Drugmakers Nudged by FDA to Find Childhood Cancer Cures

Published: Dec 04, 2012

Four experimental cancer treatments that may one day help gravely ill children are facing review by U.S. pediatric advisers who have been working for years to find ways to develop more drugs for this underserved population. The medicines from GlaxoSmithKline Plc (GSK), Amgen (AMGN) Inc., Threshold Pharmaceuticals Inc. (THLD) and Boehringer Ingelheim GmbH have the potential to treat children with a variety of tumors and fast-spreading leukemia. The pediatric advisers to the Food and Drug Administration, in a meeting today, will discuss how best to test the medicines in sophisticated clinical trials in kids that may eventually lead to marketing approval. Companies typically gain clearance for cancer medicines in adults first and then take the time to learn more about the drugs’ potential in younger patients, a smaller and less profitable market.
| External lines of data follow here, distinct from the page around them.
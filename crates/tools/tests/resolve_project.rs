use chainprofile_core::{
    resolve_all, ConfigError, Diagnostic, DiagnosticKind, EnvironmentSnapshot, ParentRef,
};
use chainprofile_tools::{load_environment, ProjectConfig};
use std::fs;
use std::path::Path;
use tempfile::TempDir;

const KEY: &str = "1111111111111111111111111111111111111111111111111111111111111111";

const HARDHAT: &str = r#"
solidity = "0.8.27"

[paths]
sources = "./src"
tests = "./test"
cache = "./cache"
artifacts = "./out"

[networks.sepolia]
url = "https://sepolia.infura.io/v3/${INFURA_PROJECT_ID}"
accounts = ["0x${PRIVATE_KEY}"]

[networks.mainnet]
url = "https://mainnet.infura.io/v3/${INFURA_PROJECT_ID}"
accounts = ["0x${PRIVATE_KEY}"]

[networks.zkTestnet]
url = "https://sepolia.era.zksync.dev"
eth_network = "sepolia"
zksync = true
accounts = ["0x${PRIVATE_KEY}"]

[networks.zkSyncMainnet]
url = "https://mainnet.era.zksync.io"
eth_network = "mainnet"
zksync = true
accounts = ["0x${PRIVATE_KEY}"]
"#;

fn write_project(config: &str) -> TempDir {
    let dir = TempDir::new().unwrap();
    fs::create_dir(dir.path().join("src")).unwrap();
    fs::create_dir(dir.path().join("test")).unwrap();
    fs::write(dir.path().join("chainprofile.toml"), config).unwrap();
    dir
}

fn load(dir: &Path) -> ProjectConfig {
    ProjectConfig::from_file(&dir.join("chainprofile.toml")).unwrap()
}

#[test]
fn resolves_hardhat_project_from_dotenv() {
    let dir = write_project(HARDHAT);
    fs::write(
        dir.path().join(".env"),
        format!("INFURA_PROJECT_ID=abc123\nPRIVATE_KEY={KEY}\n"),
    )
    .unwrap();

    let config = load(dir.path());
    let env = load_environment(&config.root, None, EnvironmentSnapshot::new()).unwrap();
    let resolution = resolve_all(&config.profiles, &env, &config.paths).unwrap();

    assert!(resolution.diagnostics.is_empty());
    assert_eq!(resolution.resolved.len(), 4);
    assert_eq!(
        resolution.get("mainnet").unwrap().endpoint_url.expose_secret(),
        "https://mainnet.infura.io/v3/abc123"
    );
    assert!(dir.path().join("cache").is_dir());
    assert!(dir.path().join("out").is_dir());
}

#[test]
fn missing_private_key_excludes_every_network_that_needs_it() {
    let dir = write_project(HARDHAT);
    let config = load(dir.path());
    let env = EnvironmentSnapshot::new().with("INFURA_PROJECT_ID", "abc123");

    let resolution = resolve_all(&config.profiles, &env, &config.paths).unwrap();

    assert!(resolution.resolved.is_empty());
    assert_eq!(
        resolution.diagnostics,
        vec![
            Diagnostic::missing_env_var("sepolia", "PRIVATE_KEY"),
            Diagnostic::missing_env_var("mainnet", "PRIVATE_KEY"),
            Diagnostic::missing_env_var("zkTestnet", "PRIVATE_KEY"),
            Diagnostic::missing_env_var("zkSyncMainnet", "PRIVATE_KEY"),
        ]
    );
}

#[test]
fn rollups_survive_missing_infura_project() {
    let dir = write_project(HARDHAT);
    let config = load(dir.path());
    let env = EnvironmentSnapshot::new().with("PRIVATE_KEY", KEY);

    let resolution = resolve_all(&config.profiles, &env, &config.paths).unwrap();

    assert_eq!(
        resolution.resolved.keys().map(String::as_str).collect::<Vec<_>>(),
        vec!["zkSyncMainnet", "zkTestnet"]
    );
    assert_eq!(resolution.errors().count(), 2);
    assert!(resolution
        .diagnostics
        .iter()
        .all(|d| d.kind == DiagnosticKind::MissingEnvVar { var: "INFURA_PROJECT_ID".into() }));

    let zk = resolution.get("zkTestnet").unwrap().rollup.as_ref().unwrap();
    assert_eq!(zk.parent, ParentRef::Profile("sepolia".into()));
}

#[test]
fn cache_colliding_with_sources_is_fatal() {
    let dir = write_project(&HARDHAT.replace("cache = \"./cache\"", "cache = \"./src\""));
    let config = load(dir.path());
    let env = EnvironmentSnapshot::new()
        .with("INFURA_PROJECT_ID", "abc123")
        .with("PRIVATE_KEY", KEY);

    let err = resolve_all(&config.profiles, &env, &config.paths).unwrap_err();
    assert!(matches!(err, ConfigError::PathConflict { .. }));
}

#[test]
fn process_environment_overrides_dotenv() {
    let dir = write_project(HARDHAT);
    fs::write(
        dir.path().join(".env"),
        "INFURA_PROJECT_ID=from-file\nPRIVATE_KEY=abcd\n",
    )
    .unwrap();
    let config = load(dir.path());
    let process = EnvironmentSnapshot::new().with("PRIVATE_KEY", KEY);

    let env = load_environment(&config.root, None, process).unwrap();
    let resolution = resolve_all(&config.profiles, &env, &config.paths).unwrap();

    assert!(resolution.diagnostics.is_empty());
    assert_eq!(
        resolution.get("sepolia").unwrap().endpoint_url.expose_secret(),
        "https://sepolia.infura.io/v3/from-file"
    );
}
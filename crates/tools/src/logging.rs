use anyhow::{Context, Result};
use tracing_subscriber::{layer::SubscriberExt, util::SubscriberInitExt, EnvFilter};

/// Default filter when `RUST_LOG` is unset.
pub const DEFAULT_FILTER: &str = "chainprofile=info,chainprofile_core=info,chainprofile_tools=info";

const VERBOSE_FILTER: &str = "chainprofile=debug,chainprofile_core=debug,chainprofile_tools=debug";

/// Initialize logging for the chainprofile CLI
///
/// Logs go to stderr so that stdout stays clean for `--json` output. The
/// level can be controlled via the RUST_LOG environment variable:
/// - RUST_LOG=debug chainprofile resolve  (verbose logging)
/// - RUST_LOG=warn chainprofile resolve   (warnings and errors only)
///
/// `verbose` raises the default to debug when RUST_LOG is unset.
pub fn init(verbose: bool) -> Result<()> {
    let env_filter = EnvFilter::try_from_default_env()
        .unwrap_or_else(|_| EnvFilter::new(default_filter(verbose)));

    tracing_subscriber::registry()
        .with(env_filter)
        .with(
            tracing_subscriber::fmt::layer()
                .with_writer(std::io::stderr)
                .with_target(false)
                .compact(),
        )
        .try_init()
        .context("Failed to initialize tracing subscriber")?;

    Ok(())
}

fn default_filter(verbose: bool) -> &'static str {
    if verbose {
        VERBOSE_FILTER
    } else {
        DEFAULT_FILTER
    }
}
That approach, though, has led to only 15 such medicines being allowed for use in children since 1998. Childhood cancers are “therapeutic orphans,” said Richard O’Reilly, chairman of the Department of Pediatrics at the Memorial Sloan-Kettering Cancer Center in New York. “We have long wanted to have access to promising drugs earlier in their development for kids.” About 10,000 children develop cancer over the course of a year, O’Reilly said, or less than 1 percent of the 1.6 million people in the U.S. who the American Cancer Society estimates will develop the disease this year.